What I’ve Learned aka I’m not a first-year teacher anymore!
It is the first official full week of my summer vacation, and it has taken me this long to wrap my head around the fact that I’m not a first year teacher anymore. Everyone kept saying that this would be the hardest year of my life, and while my job was difficult and stressful and took up a lot of my time, this was actually one of the most fun and most fulfilling years I’ve ever had.
I think, as opposed to calling it the hardest, I would call it one of the most eye-opening years. I’ve learned and grown a ridiculous amount, as a teacher and as an adult, this year. I thought that today, as I try to wrap my head about this past year and all the knowledge and wisdom I’ve taken in, I would attempt to recount some of the nuggets of goodness I have acquired this year. Here goes:
– Kids lose EVERYTHING. Staple things to their faces…or just teach them to be organized before doing anything else.
– There will always be one more thing to do. At some point, you just have to accept that, stop working, and go buy shoes.
– Coffee cures all, most importantly, mid-afternoon caffeine-withdrawal headaches that come on from not drinking coffee in the morning. On a related note: don’t get too addicted to coffee.
– Kids get annoyed when you take six weeks to grade an essay that took them three weeks to write.
– Kids will call you out when you misspeak, misspell, or misquote ANYTHING. They will take great pleasure in it.
– Students are oddly interested in their teachers’ lives. Tell them a little something about yourself to get them interested in anything else you are talking about.
– Staying up late to get work done helps no one. You cannot face a classroom full of children on less than 6 hours of sleep without exploding.
– If kids don’t know WHY they have to learn something, they won’t WANT to learn it. Explain why you are making them take three pages of notes or write that fourth response to literature essay if you want them to care enough to actually complete it.
– Make time for students before and after school, even if you have 9,000 other things to do. If they are asking you for extra help, they deserve your time and undivided attention.
– Don’t take things personally. Take obnoxious teenage comments as constructive criticism. Fix the problem. If kids complain that they’re bored, be more interesting. If kids complain that they have too much to do, teach them to manage their time.
– Kids care. Even when they act like they don’t, they really really REALLY do.
– The kids you think aren’t listening sometimes are. They kids you think are angels sometimes aren’t.
– In the end, you’ll be surprised by who claims you were their favorite teacher. You’ll claim you don’t care if kids like you, as long as they learn, but its still ridiculously nice to get the “Thanks and I’ll miss you!” hug on the last day of school.
I probably have more, but I’m tearing up.
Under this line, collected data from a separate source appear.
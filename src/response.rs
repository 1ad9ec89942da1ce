use serde::Serialize;
use utoipa::ToSchema;

/// Pagination block attached to list responses. Single-object responses
/// carry an empty one so the envelope shape stays stable.
#[derive(Debug, Serialize, ToSchema, Clone)]
pub struct Meta {
    pub page: Option<i64>,
    pub per_page: Option<i64>,
    pub total: Option<i64>,
    pub total_pages: Option<i64>,
}

impl Meta {
    pub fn new(page: i64, per_page: i64, total: i64) -> Self {
        let total_pages = if per_page > 0 {
            (total + per_page - 1) / per_page
        } else {
            0
        };
        Self {
            page: Some(page),
            per_page: Some(per_page),
            total: Some(total),
            total_pages: Some(total_pages),
        }
    }

    pub fn empty() -> Self {
        Self {
            page: None,
            per_page: None,
            total: None,
            total_pages: None,
        }
    }
}

/// Uniform response envelope for every endpoint, success and error alike.
#[derive(Debug, Serialize, ToSchema)]
pub struct ApiResponse<T> {
    pub message: String,
    pub data: Option<T>,
    pub meta: Option<Meta>,
}

impl<T: Serialize> ApiResponse<T> {
    pub fn success(message: impl Into<String>, data: T, meta: Option<Meta>) -> Self {
        Self {
            message: message.into(),
            data: Some(data),
            meta,
        }
    }
}
use axum::{
    http::StatusCode,
    response::{IntoResponse, Response},
};
use serde::Serialize;
use thiserror::Error;

use crate::response::{ApiResponse, Meta};

#[derive(Debug, Error)]
pub enum AppError {
    #[error("Not Found")]
    NotFound,

    #[error("Unauthorized: {0}")]
    Unauthorized(String),

    #[error("Forbidden")]
    Forbidden,

    #[error("Bad Request: {0}")]
    BadRequest(String),

    #[error("{0}")]
    PreconditionFailed(String),

    #[error("Database error")]
    DbError(#[from] sqlx::Error),

    #[error("ORM error")]
    OrmError(#[from] sea_orm::DbErr),

    #[error("Internal Server Error")]
    Internal(#[from] anyhow::Error),
}

#[derive(Serialize)]
struct ErrorData {
    error: String,
}

impl IntoResponse for AppError {
    fn into_response(self) -> Response {
        let (status, message) = match &self {
            AppError::NotFound => (StatusCode::NOT_FOUND, self.to_string()),
            AppError::Unauthorized(_) => (StatusCode::UNAUTHORIZED, self.to_string()),
            AppError::Forbidden => (StatusCode::FORBIDDEN, self.to_string()),
            AppError::BadRequest(_) => (StatusCode::BAD_REQUEST, self.to_string()),
            AppError::PreconditionFailed(_) => (StatusCode::CONFLICT, self.to_string()),
            AppError::DbError(_) => (StatusCode::INTERNAL_SERVER_ERROR, self.to_string()),
            AppError::OrmError(_) => (StatusCode::INTERNAL_SERVER_ERROR, self.to_string()),
            AppError::Internal(_) => (StatusCode::INTERNAL_SERVER_ERROR, self.to_string()),
        };

        let body = ApiResponse {
            message,
            data: Some(ErrorData {
                error: self.to_string(),
            }),
            meta: Some(Meta::empty()),
        };

        (status, axum::Json(body)).into_response()
    }
}

pub type AppResult<T> = Result<T, AppError>;
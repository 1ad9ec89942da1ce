use sea_orm::entity::prelude::*;

#[derive(Clone, Debug, PartialEq, DeriveEntityModel)]
#[sea_orm(table_name = "inquiries")]
pub struct Model {
    #[sea_orm(primary_key)]
    pub id: Uuid,
    pub user_id: Uuid,
    pub status: String,
    pub doc: Json,
    pub created_at: DateTimeWithTimeZone,
    pub updated_at: DateTimeWithTimeZone,
}

#[derive(Copy, Clone, Debug, EnumIter, DeriveRelation)]
pub enum Relation {
    #[sea_orm(
        belongs_to = "super::users::Entity",
        from = "Column::UserId",
        to = "super::users::Column::Id"
    )]
    Users,
}

impl Related<super::users::Entity> for Entity {
    fn to() -> RelationDef {
        Relation::Users.def()
    }
}

impl ActiveModelBehavior for ActiveModel {}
I’ll leave you with my favorite student letter to me on the last day of school, not because she said nice things (She did), but because of how observant she was and how well she seemed to know me. It completely caught me by surprise. I always forgot that these kids had to stare at me for two hours a day, five days a week, for nine months. They noticed EVERYTHING I did.
“I think it was really funny how you would sing or hum when you were trying to get the class to calm down or when you used to “hmph” really quietly. lol You are a great teacher Amanda, and I love you for that.”